One of the first things I noticed that differentiated him was the circular nature of his trip. From the very first page, from the very first moment he thinks up the trip, he is talking about it not linearly, but circular. A beginning, and an end, yes, but a full journey, a “circular trip over the back roads of the United States. Following a circle would give a purpose—to come round again—where taking a straight line would not” (3). This an interesting perspective to have, and an interesting way to begin a road trip narrative. So many of the works we have read so far have really only been focused on the journey outwards
, WEST (usually)—with little concern or attention paid to the getting back, the return. If there is one. Kerouac’s Sal spends chapters and chapters getting out to Denver, California, Mexico, but his returns home are not recorded, are not stories in themselves: he ends up back in New York or New Jersey, inconsequentially, unimportantly, and the story gains speed again the next time he journeys away again. Least Heat-Moon, on the other hand, points to a circle to give a journey purpose. A straight line only leads one away. A straight line is an attempt to flee, perhaps, while a circle brings one back again, with new knowledge, new experiences, new insights, to the place they left. This is a significant distinction, I think, though I am not sure how much of it has to do with anything inherently Native American, and how much of it is Least Heat-Moon’s attitude towards the classic American road trip.

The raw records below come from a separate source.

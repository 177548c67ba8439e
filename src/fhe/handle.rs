//! Ciphertext Handles
//!
//! Opaque references to values held by the FHE subsystem.
//! Nothing in this crate can read the cleartext behind a handle.

use std::fmt;
use serde::{Serialize, Deserialize};

/// Raw 32-byte ciphertext reference.
#[derive(Clone, Copy, PartialEq, Eq, PartialOrd, Ord, Hash, Serialize, Deserialize)]
pub struct CiphertextHandle(#[serde(with = "hex")] pub [u8; 32]);

impl CiphertextHandle {
    /// Create from raw bytes.
    pub const fn new(bytes: [u8; 32]) -> Self {
        Self(bytes)
    }

    /// Get raw bytes.
    pub fn as_bytes(&self) -> &[u8; 32] {
        &self.0
    }
}

impl fmt::Debug for CiphertextHandle {
    fn fmt(&self, f: &mut fmt::Formatter<'_>) -> fmt::Result {
        write!(f, "CiphertextHandle({}..)", hex::encode(&self.0[..6]))
    }
}

impl fmt::Display for CiphertextHandle {
    fn fmt(&self, f: &mut fmt::Formatter<'_>) -> fmt::Result {
        write!(f, "0x{}", hex::encode(self.0))
    }
}

/// Encrypted 8-bit unsigned integer.
#[derive(Clone, Copy, Debug, PartialEq, Eq, Hash, Serialize, Deserialize)]
#[serde(transparent)]
pub struct Euint8(pub CiphertextHandle);

/// Encrypted boolean.
#[derive(Clone, Copy, Debug, PartialEq, Eq, Hash, Serialize, Deserialize)]
#[serde(transparent)]
pub struct Ebool(pub CiphertextHandle);

impl Euint8 {
    /// Underlying handle.
    pub fn handle(&self) -> &CiphertextHandle {
        &self.0
    }
}

impl Ebool {
    /// Underlying handle.
    pub fn handle(&self) -> &CiphertextHandle {
        &self.0
    }
}

/// Client-produced encrypted value awaiting import.
///
/// `handle` names the external ciphertext; `proof` binds it to the
/// importing contract and the submitting user.
#[derive(Clone, Debug, PartialEq, Eq, Serialize, Deserialize)]
pub struct EncryptedInput {
    /// External ciphertext handle.
    #[serde(with = "hex")]
    pub handle: [u8; 32],
    /// Input proof.
    #[serde(with = "hex")]
    pub proof: Vec<u8>,
}

#[cfg(test)]
mod tests {
    use super::*;

    #[test]
    fn test_handle_json_is_hex() {
        let handle = CiphertextHandle::new([0x0f; 32]);
        let json = serde_json::to_string(&Euint8(handle)).unwrap();
        assert_eq!(json, format!("\"{}\"", "0f".repeat(32)));
        let parsed: Euint8 = serde_json::from_str(&json).unwrap();
        assert_eq!(parsed.handle(), &handle);
    }

    #[test]
    fn test_encrypted_input_json() {
        let input = EncryptedInput {
            handle: [1; 32],
            proof: vec![0xde, 0xad],
        };
        let json = serde_json::to_string(&input).unwrap();
        assert!(json.contains("\"proof\":\"dead\""));
        let parsed: EncryptedInput = serde_json::from_str(&json).unwrap();
        assert_eq!(parsed, input);
    }
}
//! JWT Authentication
//!
//! Validates JWTs from an external identity provider and maps the `sub`
//! claim to the registry [`Address`] the connection acts as. The server
//! never issues tokens.

use jsonwebtoken::{decode, Algorithm, DecodingKey, TokenData, Validation};
use serde::{Deserialize, Serialize};
use thiserror::Error;

use crate::core::address::Address;

/// Authentication configuration.
#[derive(Clone, Debug, Default)]
pub struct AuthConfig {
    /// Expected issuer claim ("iss"). If None, any issuer accepted.
    pub issuer: Option<String>,
    /// Expected audience claim ("aud"). If None, any audience accepted.
    pub audience: Option<String>,
    /// RS256 public key in PEM format.
    pub public_key_pem: Option<String>,
    /// HS256 shared secret.
    pub secret: Option<String>,
    /// Skip expiry validation (local testing only).
    pub skip_expiry: bool,
}

impl AuthConfig {
    /// Create config from environment variables.
    pub fn from_env() -> Self {
        Self {
            issuer: std::env::var("AUTH_ISSUER").ok(),
            audience: std::env::var("AUTH_AUDIENCE").ok(),
            public_key_pem: std::env::var("AUTH_PUBLIC_KEY_PEM").ok(),
            secret: std::env::var("AUTH_SECRET").ok(),
            skip_expiry: std::env::var("AUTH_SKIP_EXPIRY")
                .map(|v| v == "true" || v == "1")
                .unwrap_or(false),
        }
    }

    /// HS256 config with the given secret.
    pub fn with_secret(secret: impl Into<String>) -> Self {
        Self {
            secret: Some(secret.into()),
            ..Default::default()
        }
    }

    /// Check if a verification key is configured.
    pub fn is_configured(&self) -> bool {
        self.public_key_pem.is_some() || self.secret.is_some()
    }
}

/// Claims expected from the identity provider.
#[derive(Debug, Clone, Serialize, Deserialize)]
pub struct TokenClaims {
    /// Subject, the provider's user id.
    pub sub: String,
    /// Expiry timestamp (Unix seconds).
    #[serde(default)]
    pub exp: u64,
    /// Issued at timestamp.
    #[serde(default)]
    pub iat: u64,
    /// Issuer.
    #[serde(default)]
    pub iss: Option<String>,
    /// Audience (string or array).
    #[serde(default)]
    pub aud: Option<serde_json::Value>,
}

impl TokenClaims {
    /// Registry address for this subject.
    pub fn address(&self) -> Address {
        Address::from_subject(&self.sub)
    }
}

/// Authentication errors.
#[derive(Debug, Error)]
pub enum AuthError {
    /// No verification key configured on the server.
    #[error("authentication not configured")]
    NotConfigured,
    /// Token format is invalid.
    #[error("invalid token format")]
    InvalidFormat,
    /// Token signature verification failed.
    #[error("invalid signature")]
    InvalidSignature,
    /// Token has expired.
    #[error("token expired")]
    Expired,
    /// Issuer claim doesn't match.
    #[error("invalid issuer")]
    InvalidIssuer,
    /// Audience claim doesn't match.
    #[error("invalid audience")]
    InvalidAudience,
    /// Required claim is missing.
    #[error("missing required claim: {0}")]
    MissingClaim(String),
    /// Any other decoding failure.
    #[error("decode error: {0}")]
    DecodeError(String),
}

/// Validate a JWT and extract its claims.
pub fn validate_token(token: &str, config: &AuthConfig) -> Result<TokenClaims, AuthError> {
    let (key, algorithm) = match (&config.public_key_pem, &config.secret) {
        (Some(pem), _) => {
            let key = DecodingKey::from_rsa_pem(pem.as_bytes())
                .map_err(|e| AuthError::DecodeError(format!("invalid public key: {}", e)))?;
            (key, Algorithm::RS256)
        }
        (None, Some(secret)) => (DecodingKey::from_secret(secret.as_bytes()), Algorithm::HS256),
        (None, None) => return Err(AuthError::NotConfigured),
    };

    let mut validation = Validation::new(algorithm);
    validation.required_spec_claims = std::collections::HashSet::new();

    if let Some(ref issuer) = config.issuer {
        validation.set_issuer(&[issuer]);
    }

    if let Some(ref audience) = config.audience {
        validation.set_audience(&[audience]);
    } else {
        validation.validate_aud = false;
    }

    if config.skip_expiry {
        validation.validate_exp = false;
    }

    let token_data: TokenData<TokenClaims> =
        decode(token, &key, &validation).map_err(map_jwt_error)?;
    let claims = token_data.claims;

    if claims.sub.is_empty() {
        return Err(AuthError::MissingClaim("sub".into()));
    }

    // jsonwebtoken applies leeway; enforce the exact bound here
    if !config.skip_expiry && claims.exp > 0 {
        let now = chrono::Utc::now().timestamp().max(0) as u64;
        if now > claims.exp {
            return Err(AuthError::Expired);
        }
    }

    Ok(claims)
}

/// Validate a JWT and return the address it authenticates.
pub fn authenticate(token: &str, config: &AuthConfig) -> Result<Address, AuthError> {
    validate_token(token, config).map(|claims| claims.address())
}

fn map_jwt_error(err: jsonwebtoken::errors::Error) -> AuthError {
    use jsonwebtoken::errors::ErrorKind;
    match err.kind() {
        ErrorKind::ExpiredSignature => AuthError::Expired,
        ErrorKind::InvalidSignature => AuthError::InvalidSignature,
        ErrorKind::InvalidIssuer => AuthError::InvalidIssuer,
        ErrorKind::InvalidAudience => AuthError::InvalidAudience,
        ErrorKind::InvalidToken | ErrorKind::Base64(_) => AuthError::InvalidFormat,
        _ => AuthError::DecodeError(err.to_string()),
    }
}

// =============================================================================
// TESTS
// =============================================================================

Least Heat-Moon’s journey starts, however, and it isn’t all that different than Steinbeck’s Travels with Charley
. He wants to find the tiny towns that are doing all they can not to fall off the map; he wants to talk to all the people from those tiny towns and figure out what their lives are like, what they do, where they want to go. Similar to Steinbeck, he encounters numerous people with that desire to travel, with that desire to be anywhere but here, people who are always saying, “If I could, I would go with you.” But his interviews also lead him to slightly different places than Steinbeck’s would have, particularly, I believe, because of his heritage. One man he interviews while Southern Utah State College starts talking to him all about “the Hopi way,” and answers all of Least Heat-Moon’s questions about the relationships between white men and Indians out there. “Do you—yourself—think that most whites are prejudiced against Indians?” Least-Heat Moon asks. The Hopi, Kendrick Fritz, answers, “About fifty-fifty. Half show contempt because they saw a drunk squaw at the Circle K. Another half think we’re noble savages . . .” (182). The two go on to have a conversation about the divisions between white America and Indian America. For Kendrick, and, I’m sure, for many, many other Native Americans, the land, and the road, mean entirely different things to them than they do to white Americans. Least Heat-Moon’s book gets this conversation going in an interesting way, and provides us with a perspective we did not have before.